(Saved data entries)
━━━━━━━━━━

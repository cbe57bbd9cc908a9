//! Harness configuration
//!
//! TOML layout:
//!
//! ```toml
//! [harness]
//! poll_interval_ms = 250
//! log_level = "info"
//! asset_root = "/base/test/test/assets"
//!
//! [environment]
//! running_in_vm = false
//! supported_types = ['audio/mp4; codecs="ac-3"']
//! device = { name = "Chrome", version = 120 }
//! key_systems = { "com.widevine.alpha" = true }
//!
//! [simulation]
//! startup_delay_ms = 500
//!
//! [[scenario]]
//! id = "ac3"
//! content = "dash-audio-ac3/dash.mpd"
//! required_types = ['audio/mp4; codecs="ac-3"']
//! skip = [{ rule = "exclude_vm", reason = "no decoder in VMs" }]
//! ```
//!
//! Without `[[scenario]]` tables the built-in workaround matrix is used.

use crate::backend::simulated::SimulationConfig;
use crate::error::{Error, Result};
use crate::lifecycle::LifecycleOptions;
use crate::player::{LoadMode, PlayerConfig, StreamingConfig};
use crate::scenario::skip::{excluded_device, excluded_in_vm};
use crate::scenario::{builtin, Environment, Scenario, ScenarioMatrix};
use cwh_common::config::{env_flag, load_or_default, CONFIG_ENV_VAR};
use serde::Deserialize;
use std::path::{Path, PathBuf};
use std::time::Duration;
use tracing::info;

/// Forces the running-in-VM flag regardless of the config file
pub const RUNNING_IN_VM_ENV_VAR: &str = "CWH_RUNNING_IN_VM";

/// Overrides the device name regardless of the config file
pub const DEVICE_NAME_ENV_VAR: &str = "CWH_DEVICE_NAME";

pub const DEFAULT_ASSET_ROOT: &str = "/base/test/test/assets";

/// Complete harness configuration
#[derive(Debug, Clone, Default, Deserialize)]
#[serde(default)]
pub struct HarnessConfig {
    pub harness: HarnessSection,
    pub environment: Environment,
    pub simulation: SimulationConfig,
    #[serde(rename = "scenario")]
    pub scenarios: Vec<ScenarioSpec>,
}

/// `[harness]` table
#[derive(Debug, Clone, PartialEq, Deserialize)]
#[serde(default)]
pub struct HarnessSection {
    pub poll_interval_ms: u64,
    pub log_level: String,
    /// Root prepended to relative content locators
    pub asset_root: String,
    /// Movement window for TOML scenarios that do not set their own
    pub movement_timeout_secs: f64,
    /// Threshold window for TOML scenarios that do not set their own
    pub overall_timeout_secs: f64,
    /// Streaming options every scenario starts from
    pub streaming: StreamingConfig,
}

impl Default for HarnessSection {
    fn default() -> Self {
        Self {
            poll_interval_ms: 250,
            log_level: "info".to_string(),
            asset_root: DEFAULT_ASSET_ROOT.to_string(),
            movement_timeout_secs: 10.0,
            overall_timeout_secs: 30.0,
            streaming: StreamingConfig::strict(),
        }
    }
}

/// One `[[scenario]]` table
#[derive(Debug, Clone, PartialEq, Deserialize)]
pub struct ScenarioSpec {
    pub id: String,
    /// Absolute path, URL, or path relative to `asset_root`
    pub content: String,
    #[serde(default)]
    pub required_types: Vec<String>,
    pub key_system: Option<String>,
    pub license_server: Option<String>,
    pub server_certificate: Option<PathBuf>,
    pub streaming: Option<StreamingConfig>,
    #[serde(default)]
    pub skip: Vec<SkipRule>,
    pub movement_timeout_secs: Option<f64>,
    #[serde(default = "default_play_seconds")]
    pub play_seconds: f64,
    pub overall_timeout_secs: Option<f64>,
    pub expect_live: Option<bool>,
    pub expect_load_mode: Option<LoadMode>,
    #[serde(default)]
    pub require_key_status_change: bool,
}

fn default_play_seconds() -> f64 {
    5.0
}

/// Declarative skip predicate
#[derive(Debug, Clone, PartialEq, Deserialize)]
#[serde(tag = "rule", rename_all = "snake_case")]
pub enum SkipRule {
    ExcludeDevice {
        name: String,
        version: Option<u32>,
        reason: String,
    },
    ExcludeVm {
        reason: String,
    },
}

impl HarnessConfig {
    /// Resolve, load and apply environment overrides
    pub fn load(cli_path: Option<&Path>) -> Result<Self> {
        let mut config: HarnessConfig = load_or_default(cli_path, CONFIG_ENV_VAR)?;
        config.apply_env_overrides();
        Ok(config)
    }

    pub fn apply_env_overrides(&mut self) {
        if let Some(in_vm) = env_flag(RUNNING_IN_VM_ENV_VAR) {
            info!(in_vm, "running-in-VM flag set from environment");
            self.environment.running_in_vm = in_vm;
        }
        if let Ok(name) = std::env::var(DEVICE_NAME_ENV_VAR) {
            if !name.is_empty() {
                info!(device = %name, "device name set from environment");
                self.environment.device.name = name;
            }
        }
    }

    pub fn poll_interval(&self) -> Duration {
        Duration::from_millis(self.harness.poll_interval_ms)
    }

    pub fn lifecycle_options(&self) -> LifecycleOptions {
        LifecycleOptions {
            poll_interval: self.poll_interval(),
            base_config: PlayerConfig {
                streaming: self.harness.streaming.clone(),
                ..PlayerConfig::default()
            },
        }
    }

    /// Scenarios from `[[scenario]]` tables, or the built-in matrix
    pub fn matrix(&self) -> Result<ScenarioMatrix> {
        if self.scenarios.is_empty() {
            return builtin::content_workarounds_matrix(&self.harness.asset_root);
        }
        let mut matrix = ScenarioMatrix::new();
        for spec in &self.scenarios {
            matrix.insert(spec.to_scenario(&self.harness)?)?;
        }
        Ok(matrix)
    }
}

impl ScenarioSpec {
    pub fn to_scenario(&self, harness: &HarnessSection) -> Result<Scenario> {
        if self.id.trim().is_empty() {
            return Err(Error::Configuration("Scenario id must not be empty".to_string()));
        }

        let mut builder = Scenario::builder(&self.id, resolve_content(&harness.asset_root, &self.content));
        for mime_type in &self.required_types {
            builder = builder.require_mime_type(mime_type);
        }

        match (&self.key_system, &self.license_server) {
            (Some(key_system), server) => {
                builder = builder.key_system(key_system);
                if let Some(server) = server {
                    builder = builder.license_server(key_system, server);
                }
            }
            (None, Some(_)) => {
                return Err(Error::Configuration(format!(
                    "Scenario '{}' sets license_server without key_system",
                    self.id
                )));
            }
            (None, None) => {}
        }

        if let Some(certificate) = &self.server_certificate {
            if self.key_system.is_none() {
                return Err(Error::Configuration(format!(
                    "Scenario '{}' sets server_certificate without key_system",
                    self.id
                )));
            }
            let path = if certificate.is_relative() {
                Path::new(&harness.asset_root).join(certificate)
            } else {
                certificate.clone()
            };
            builder = builder.server_certificate(path);
        }

        if let Some(streaming) = &self.streaming {
            builder = builder.streaming(streaming.clone());
        }

        for rule in &self.skip {
            builder = builder.skip_if(match rule {
                SkipRule::ExcludeDevice { name, version, reason } => excluded_device(name, *version, reason),
                SkipRule::ExcludeVm { reason } => excluded_in_vm(reason),
            });
        }

        let movement = seconds(
            &self.id,
            "movement_timeout_secs",
            self.movement_timeout_secs.unwrap_or(harness.movement_timeout_secs),
        )?;
        let overall = seconds(
            &self.id,
            "overall_timeout_secs",
            self.overall_timeout_secs.unwrap_or(harness.overall_timeout_secs),
        )?;
        if !self.play_seconds.is_finite() || self.play_seconds < 0.0 {
            return Err(Error::Configuration(format!(
                "Scenario '{}' has invalid play_seconds {}",
                self.id, self.play_seconds
            )));
        }
        builder = builder.movement_timeout(movement).play_for(self.play_seconds, overall);

        if let Some(live) = self.expect_live {
            builder = builder.expect_live(live);
        }
        if let Some(mode) = self.expect_load_mode {
            builder = builder.expect_load_mode(mode);
        }
        if self.require_key_status_change {
            builder = builder.require_key_status_change();
        }

        Ok(builder.build())
    }
}

fn seconds(id: &str, field: &str, value: f64) -> Result<Duration> {
    Duration::try_from_secs_f64(value)
        .map_err(|e| Error::Configuration(format!("Scenario '{id}' has invalid {field} {value}: {e}")))
}

fn resolve_content(asset_root: &str, content: &str) -> String {
    if content.starts_with('/') || content.contains("://") {
        content.to_string()
    } else {
        format!("{}/{}", asset_root.trim_end_matches('/'), content)
    }
}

━━━━━━━━━━

§ **Work to be completed**: Would you please repeat exactly the lines above, starting at the line with "use serde::Deserialize;" and stopping at the line with "pub const RUNNING_IN_VM_ENV_VAR: &str", both included?

§ **Expected answer**:
use serde::Deserialize;
use std::path::{Path, PathBuf};
use std::time::Duration;
use tracing::info;

/// Forces the running-in-VM flag regardless of the config file
pub const RUNNING_IN_VM_ENV_VAR: &str = "CWH_RUNNING_IN_VM";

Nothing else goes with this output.